--- How to complete this task ---
Gather every line in the records below that contains the word "format".

(Collected data entries)
━━━━━━━━━━━━━━━━━━━━━━━━━━━━━━
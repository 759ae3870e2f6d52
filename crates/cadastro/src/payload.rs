// File: src/payload.rs
// Purpose: Outbound registration body, built once per submit from the form record

use cadastro_validation::digits_only;
use chrono::NaiveDate;
use serde::{Deserialize, Serialize};

use crate::form::FormRecord;
use crate::route::EntryRoute;

/// Country calling code prepended to the phone digits.
pub const PHONE_COUNTRY_CODE: &str = "55";

/// Extension appended to each image number.
pub const IMAGE_EXTENSION: &str = "png";

/// JSON body posted to the registration endpoint.
#[derive(Debug, Clone, PartialEq, Eq, Serialize, Deserialize)]
#[serde(rename_all = "PascalCase")]
pub struct SubmissionPayload {
    /// Day the form was submitted (`YYYY-MM-DD`), not the birth date.
    pub register_date: NaiveDate,
    pub person_name: String,
    /// Digits only.
    pub cpf: String,
    /// Country code followed by digits only.
    pub phone: String,
    /// As typed, `dd/mm/yyyy`.
    pub birth_date: String,
    pub mail: String,
    pub has_accepted_participation: bool,
    pub image_ids: Vec<String>,
    pub authentication_id: String,
    /// Always `true`; the form has no control for it.
    pub has_accepted_promotion: bool,
}

impl SubmissionPayload {
    pub fn build(record: &FormRecord, route: &EntryRoute, register_date: NaiveDate) -> Self {
        Self {
            register_date,
            person_name: record.name.clone(),
            cpf: digits_only(&record.cpf),
            phone: format!("{}{}", PHONE_COUNTRY_CODE, digits_only(&record.phone)),
            birth_date: record.birth_date.clone(),
            mail: record.email.clone(),
            has_accepted_participation: record.consent,
            image_ids: route
                .image_numbers
                .iter()
                .map(|n| format!("{}.{}", n, IMAGE_EXTENSION))
                .collect(),
            authentication_id: route.session_id.clone(),
            has_accepted_promotion: true,
        }
    }
}
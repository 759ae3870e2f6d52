// File: src/notification.rs
// Purpose: The single user-facing banner that reports submission results

use serde::Serialize;

#[derive(Debug, Clone, Copy, PartialEq, Eq, Serialize)]
#[serde(rename_all = "lowercase")]
pub enum NotificationKind {
    Success,
    Error,
}

/// Banner shown after a submit attempt. At most one exists at a time.
#[derive(Debug, Clone, PartialEq, Eq, Serialize)]
pub struct Notification {
    pub kind: NotificationKind,
    pub message: String,
}

impl Notification {
    pub fn success(message: impl Into<String>) -> Self {
        Self {
            kind: NotificationKind::Success,
            message: message.into(),
        }
    }

    pub fn error(message: impl Into<String>) -> Self {
        Self {
            kind: NotificationKind::Error,
            message: message.into(),
        }
    }

    pub fn fix_errors() -> Self {
        Self::error("please fix the errors before submitting")
    }

    pub fn submitted() -> Self {
        Self::success("registration submitted successfully")
    }

    /// Server-side rejection with the detail it sent back.
    pub fn rejected(detail: &str) -> Self {
        Self::error(format!("failed to submit registration: {}", detail))
    }

    pub fn failed() -> Self {
        Self::error("failed to submit registration, please try again")
    }

    pub fn network(cause: &str) -> Self {
        Self::error(format!("network error: {}", cause))
    }
}
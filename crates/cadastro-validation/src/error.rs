//! Validation error messages

use serde::Serialize;
use thiserror::Error;

/// A failed field check. The `Display` text is the message shown next to the
/// field; the set of messages is closed.
#[derive(Debug, Clone, Copy, PartialEq, Eq, Error, Serialize)]
#[serde(rename_all = "snake_case")]
pub enum FieldError {
    #[error("phone must include area code + 9 digits")]
    InvalidPhone,

    #[error("invalid identifier")]
    InvalidCpf,

    #[error("invalid birth date")]
    InvalidBirthDate,

    #[error("invalid email address")]
    InvalidEmail,

    #[error("this field is required")]
    Required,

    #[error("consent is required")]
    ConsentRequired,
}

/// A field name that does not belong to the registration form.
#[derive(Debug, Clone, PartialEq, Eq, Error)]
#[error("unknown field: {0}")]
pub struct UnknownField(pub String);
// File: src/state.rs
// Purpose: Shared server state, one registration form per session

use std::collections::HashMap;
use std::sync::Arc;
use std::time::Duration;

use cadastro::{EntryRoute, RegistrationForm, ServerConfig, Storage, Transport, ValidationConfig};
use tokio::sync::{Mutex, RwLock};
use tokio::time::Instant;
use tracing::debug;

use crate::error::ErrorResponse;

pub type SharedForm = Arc<Mutex<RegistrationForm>>;

/// Bounds on the session map
#[derive(Debug, Clone, Copy, PartialEq, Eq)]
pub struct SessionLimits {
    /// At capacity, seeding evicts the least recently used form
    pub max_sessions: usize,
    /// Forms untouched for longer are dropped
    pub idle_ttl: Duration,
}

impl SessionLimits {
    pub fn from_config(config: &ServerConfig) -> Self {
        Self {
            max_sessions: config.max_sessions.max(1),
            idle_ttl: Duration::from_secs(config.session_idle_secs),
        }
    }
}

impl Default for SessionLimits {
    fn default() -> Self {
        Self::from_config(&ServerConfig::default())
    }
}

struct Session {
    form: SharedForm,
    last_seen: Instant,
}

/// Application state shared across handlers
#[derive(Clone)]
pub struct AppState {
    storage: Arc<dyn Storage>,
    transport: Arc<dyn Transport>,
    validation: ValidationConfig,
    limits: SessionLimits,
    forms: Arc<RwLock<HashMap<String, Session>>>,
}

impl AppState {
    pub fn new(
        storage: Arc<dyn Storage>,
        transport: Arc<dyn Transport>,
        validation: ValidationConfig,
    ) -> Self {
        Self {
            storage,
            transport,
            validation,
            limits: SessionLimits::default(),
            forms: Arc::new(RwLock::new(HashMap::new())),
        }
    }

    pub fn with_limits(mut self, limits: SessionLimits) -> Self {
        self.limits = limits;
        self
    }

    pub fn storage(&self) -> &dyn Storage {
        self.storage.as_ref()
    }

    /// Start a fresh form for `route`, replacing any earlier one for the same session.
    pub async fn seed(&self, route: EntryRoute) -> SharedForm {
        let session = route.session_id.clone();
        let form = RegistrationForm::new(route, Arc::clone(&self.transport), &self.validation);
        let form = Arc::new(Mutex::new(form));

        let now = Instant::now();
        let mut forms = self.forms.write().await;
        forms.retain(|_, entry| now.duration_since(entry.last_seen) < self.limits.idle_ttl);
        forms.remove(&session);

        while forms.len() >= self.limits.max_sessions {
            let Some(oldest) = forms
                .iter()
                .min_by_key(|(_, entry)| entry.last_seen)
                .map(|(key, _)| key.clone())
            else {
                break;
            };
            forms.remove(&oldest);
            debug!(session = %oldest, "evicted least recently used form");
        }

        forms.insert(
            session,
            Session {
                form: Arc::clone(&form),
                last_seen: now,
            },
        );
        debug!(sessions = forms.len(), "form seeded");
        form
    }

    pub async fn form(&self, session: &str) -> Result<SharedForm, ErrorResponse> {
        let now = Instant::now();
        let mut forms = self.forms.write().await;

        let expired = match forms.get_mut(session) {
            Some(entry) if now.duration_since(entry.last_seen) < self.limits.idle_ttl => {
                entry.last_seen = now;
                return Ok(Arc::clone(&entry.form));
            }
            Some(_) => true,
            None => false,
        };
        if expired {
            forms.remove(session);
            debug!(%session, "idle form dropped");
        }

        Err(ErrorResponse::not_found(format!("no form for session {}", session)))
    }

    /// Forget `form` once it is done with. A newer form seeded under the same
    /// session is left alone.
    pub async fn release(&self, session: &str, form: &SharedForm) {
        let mut forms = self.forms.write().await;
        if forms
            .get(session)
            .is_some_and(|entry| Arc::ptr_eq(&entry.form, form))
        {
            forms.remove(session);
        }
    }
}
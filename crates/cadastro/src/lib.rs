// Cadastro - registration form engine
// Field masking and validation policy, submission gating, payload building and transport

pub mod config;
pub mod error;
pub mod field;
pub mod form;
pub mod notification;
pub mod payload;
pub mod route;
pub mod storage;
pub mod transport;

pub use config::{Config, EndpointConfig, ServerConfig, StorageBackend, StorageConfig, ValidationConfig};
pub use error::{FormError, RouteError, SubmitBlocked};
pub use field::{FieldController, FieldInput, FieldValue, Phase, ValidationTrigger};
pub use form::{
    FieldSnapshot, FormEvent, FormRecord, FormSnapshot, FormState, RegistrationForm, SubmissionStatus,
    SubmitOutcome,
};
pub use notification::{Notification, NotificationKind};
pub use payload::SubmissionPayload;
pub use route::EntryRoute;
pub use storage::{open_storage, FilesystemStorage, MemoryStorage, Storage};
pub use transport::{HttpTransport, Transport, TransportError, TransportResponse};

// Re-export the pure validation layer
pub use cadastro_validation::{self as validation, FieldError, FieldKind, UnknownField};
━━━━━━━━━━━━━━━━━━━━━━━━━━━━━━
--- Answer section ---
            phone: format!("{}{}", PHONE_COUNTRY_CODE, digits_only(&record.phone)),
                .map(|n| format!("{}.{}", n, IMAGE_EXTENSION))
        Self::error(format!("failed to submit registration: {}", detail))
        Self::error(format!("network error: {}", cause))
        Err(ErrorResponse::not_found(format!("no form for session {}", session)))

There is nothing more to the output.